Malam sudah tiba. Aku dan Anisa sudah siap dengan jersey Liverpool kami. Anisa tampak cantik saat mengenakan jersey Liverpool miliknya yang agak ketat. Jersey itu menempel pada kurva-kurva tubuhnya, menampilkan payudara yang bulat dan punggung yang lebar. Celana hot pants hitam yang ia pakai membuat tubuhnya terlihat lebih panjang dan seksi. Rambutnya yang panjang dan berkilau diikat ke belakang. Kacamatanya menambah kesan intelektual pada sosoknya.

Kami dijemput oleh dua motor. Satu milik Mang Ujang dan yang lain milik Bopeng, pemuda kampung yang masih duduk di bangku SMA. Bopeng memiliki tubuh atletis, tetapi wajahnya jelek dan jerawatan.

“Udah siap kalah Liverpool, Pak?” tanya Mang Ujang yang sudah siap dengan jersey bututnya.

“Liverpool pasti menang, Mang,” balasku sambil terkekeh.

Anisa tiba-tiba menarik jersey ku dengan tampang cemberut. “Bay, kita ga naik mobil aja?”

“Aksesnya ga bisa masuk mobil, Beb. Jadi mau ga mau kita ke sana harus naik motor. Kamu pilih mau dibonceng siapa?”

Anisa menghela napas pasrah dan menatap kami, lalu memilih untuk dibonceng Mang Ujang. “Oke, aku naik motor Mang Ujang aja.”

Anisa dibonceng Mang Ujang, dan aku naik ke motor si Bopeng. Motor Mang Ujang bergerak di depan, sementara aku dan Bopeng membuntuti dari belakang.

Suasana menjadi semakin menarik saat kami berangkat menuju Kafe Bumi. Sepanjang perjalanan, aku sering melihat Mang Ujang kerap melakukan rem dadakan karena akses jalan yang jelek, membuat punggungnya menempel dengan payudara Anisa.

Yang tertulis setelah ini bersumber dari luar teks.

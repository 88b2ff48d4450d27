//! DeleteStage command

use async_trait::async_trait;
use tracing::info;

use crewboard_query::{QueryOptions, Sort};
use crewboard_store::{Stored, StoreError};

use crate::context::CrewboardContext;
use crate::error::{CrewboardError, Result};
use crate::execute::Execute;
use crate::types::{Board, BoardId, BoardStage, StageId, Ticket};

/// Remove a stage from a board's pipeline
///
/// Fails while tickets still sit in the stage. The shared stage
/// definition survives; only the placement is removed, and the remaining
/// placements are renumbered to stay contiguous from 1.
#[derive(Debug)]
pub struct DeleteStage {
    /// Board losing the stage
    pub board_id: BoardId,
    /// Stage to remove
    pub stage_id: StageId,
}

impl DeleteStage {
    /// Create a new DeleteStage command
    pub fn new(board_id: BoardId, stage_id: StageId) -> Self {
        Self { board_id, stage_id }
    }
}

#[async_trait]
impl Execute for DeleteStage {
    type Output = ();

    async fn execute(&self, ctx: &CrewboardContext) -> Result<()> {
        let mut uow = ctx.begin();

        uow.repo::<Board>()
            .get_by_id(&self.board_id)
            .await
            .ok_or_else(|| CrewboardError::not_found("board", &self.board_id))?;

        let board_id = self.board_id.clone();
        let links = uow
            .repo::<BoardStage>()
            .list(
                &QueryOptions::new()
                    .with_filter(move |l: &BoardStage| l.board_id == board_id)
                    .with_sort(Sort::asc("order")),
            )
            .await?;
        let target = links
            .iter()
            .find(|l| l.stage_id == self.stage_id)
            .cloned()
            .ok_or_else(|| CrewboardError::not_found("stage", &self.stage_id))?;

        let board_id = self.board_id.clone();
        let stage_id = self.stage_id.clone();
        let blocking = uow
            .repo::<Ticket>()
            .get(
                &QueryOptions::new().with_filter(move |t: &Ticket| {
                    t.board_id == board_id && t.stage_id == stage_id
                }),
            )
            .await?;
        if blocking.is_some() {
            return Err(CrewboardError::stage_has_tickets(&self.stage_id));
        }

        // A ticket may land in the stage between the check above and the
        // commit.
        let board_id = self.board_id.clone();
        let stage_id = self.stage_id.clone();
        uow.guard(move |tables| {
            let occupied = Ticket::table(tables)
                .rows()
                .any(|v| v.row.board_id == board_id && v.row.stage_id == stage_id);
            if occupied {
                return Err(StoreError::constraint("stage still has tickets"));
            }
            Ok(())
        });

        uow.repo::<BoardStage>().delete(&target).await?;

        let mut order = 0;
        for link in links {
            if link.id == target.id {
                continue;
            }
            order += 1;
            if link.order != order {
                let mut renumbered = link;
                renumbered.order = order;
                uow.repo::<BoardStage>().update(renumbered).await?;
            }
        }

        uow.save().await?;

        info!(board_id = %self.board_id, stage_id = %self.stage_id, "removed stage from board");
        Ok(())
    }
}
//! Versioned rows and id-ordered tables

use std::collections::BTreeMap;

use serde::{Deserialize, Serialize};

use crate::entity::Entity;
use crate::error::{Result, StoreError};

/// A row plus its optimistic-concurrency version
///
/// The version starts at 1 and increments on every committed update.
#[derive(Debug, Clone, Serialize, Deserialize)]
pub struct Versioned<T> {
    pub row: T,
    pub version: u64,
}

impl<T> Versioned<T> {
    pub fn new(row: T) -> Self {
        Self { row, version: 1 }
    }
}

/// Id-ordered rows of one entity type
///
/// Backed by a `BTreeMap`, so iteration order is id order - the stable
/// default ordering list queries rely on.
#[derive(Debug, Clone, Serialize, Deserialize)]
#[serde(transparent, bound = "T: Entity")]
pub struct Table<T: Entity> {
    rows: BTreeMap<T::Id, Versioned<T>>,
}

impl<T: Entity> Default for Table<T> {
    fn default() -> Self {
        Self {
            rows: BTreeMap::new(),
        }
    }
}

impl<T: Entity> Table<T> {
    pub fn get(&self, id: &T::Id) -> Option<&Versioned<T>> {
        self.rows.get(id)
    }

    /// Versioned rows in id order
    pub fn rows(&self) -> impl Iterator<Item = &Versioned<T>> {
        self.rows.values()
    }

    pub fn len(&self) -> usize {
        self.rows.len()
    }

    pub fn is_empty(&self) -> bool {
        self.rows.is_empty()
    }

    pub(crate) fn insert_new(&mut self, row: T) -> Result<()> {
        let id = row.id();
        if self.rows.contains_key(&id) {
            return Err(StoreError::duplicate_id(T::KIND, id.to_string()));
        }
        self.rows.insert(id, Versioned::new(row));
        Ok(())
    }

    pub(crate) fn apply_update(&mut self, row: T, expected: u64) -> Result<()> {
        let id = row.id();
        let slot = self
            .rows
            .get_mut(&id)
            .ok_or_else(|| StoreError::row_not_found(T::KIND, id.to_string()))?;
        if slot.version != expected {
            return Err(StoreError::version_conflict(T::KIND, id.to_string()));
        }
        slot.row = row;
        slot.version += 1;
        Ok(())
    }

    pub(crate) fn apply_delete(&mut self, id: &T::Id, expected: u64) -> Result<()> {
        let slot = self
            .rows
            .get(id)
            .ok_or_else(|| StoreError::row_not_found(T::KIND, id.to_string()))?;
        if slot.version != expected {
            return Err(StoreError::version_conflict(T::KIND, id.to_string()));
        }
        self.rows.remove(id);
        Ok(())
    }
}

Anisa terlihat risih dari belakang. Setiap ada kesempatan, ia berusaha mundur untuk menjaga jarak. Namun, karena jok motor Mang Ujang yang agak licin, ia jadi maju-maju lagi dan menempel dengan Mang Ujang.

Suasana semakin gelap saat kami mendekati lokasi. Kafe Bumi terletak di tengah sawah, hanya diterangi oleh beberapa lampu kecil yang berpendar lemah, tapi romantis. Suasana di sekitarnya tenang. Konser para serangga dan bisikan angin lembut menjadi instrumen musik yang menenangkan.

Kami tiba di Kafe Bumi. Di lokasi itu tidak sesuai ekspetasiku. Ku kira akan ada setidaknya lima sampai enam orang di luar kami berempat. Namun, di luar kami, hanya ada dua pria yang sedang bermain catur. Satunya ku taksir penjaga kafe ini, dan satunya lagi seorang kakek-kakek beruban yang memakan outer berupa sarung.

Suasana di kafe ini ramah dan nyaman, dengan beberapa meja dan kursi yang teratur di luar, di mana tamu dapat menikmati pemandangan sawah yang luas. Sayangnya, saat malam pemandangan sawahnya tidak terlalu kelihatan.

“Assalamualaikum, Pak Dokter dan Bu Dokter. Selamat datang di Kafe Bumi,” ucap Kang Didi selaku penjaga kafe tersebut. “Sudah siap untuk laga malam ini, Pak, Bu?”

“Siap, Pak. Saya sama istri ga akan dateng ke sini kalo Liverpool ga pasti menang mah,” balasku meledeknya.

Mang Ujang, Bopeng, Kang Didi, dan pak tua bernama Suryo itu mengenakan jersey setan merah semua. Mereka berempat pendukung MU. Sesuai dugaanku, tatapan mereka sering kali mencuri pandang ke arah Anisa yang sedari tadi hanya diam saja tak berkomentar.

Kami pesan beberapa camilan dan minuman untuk persiapan laga. Karena lokasi nonton yang tidak terlalu besar, jadi kami semua menumpuk di tengah.

Saat laga berjalan beberapa saat, Anisa tampak celingak-celinguk.

“Cari apa, Beb?” tanyaku.

“WC di mana deh?”

Kang Didi menunjuk sebuah ke arah bilik di luar kafe utama. “Di situ, Bu Dokter.”

Anisa meneguk ludah. “Ih, serem banget. Temenin dong, Beb,” bisiknya.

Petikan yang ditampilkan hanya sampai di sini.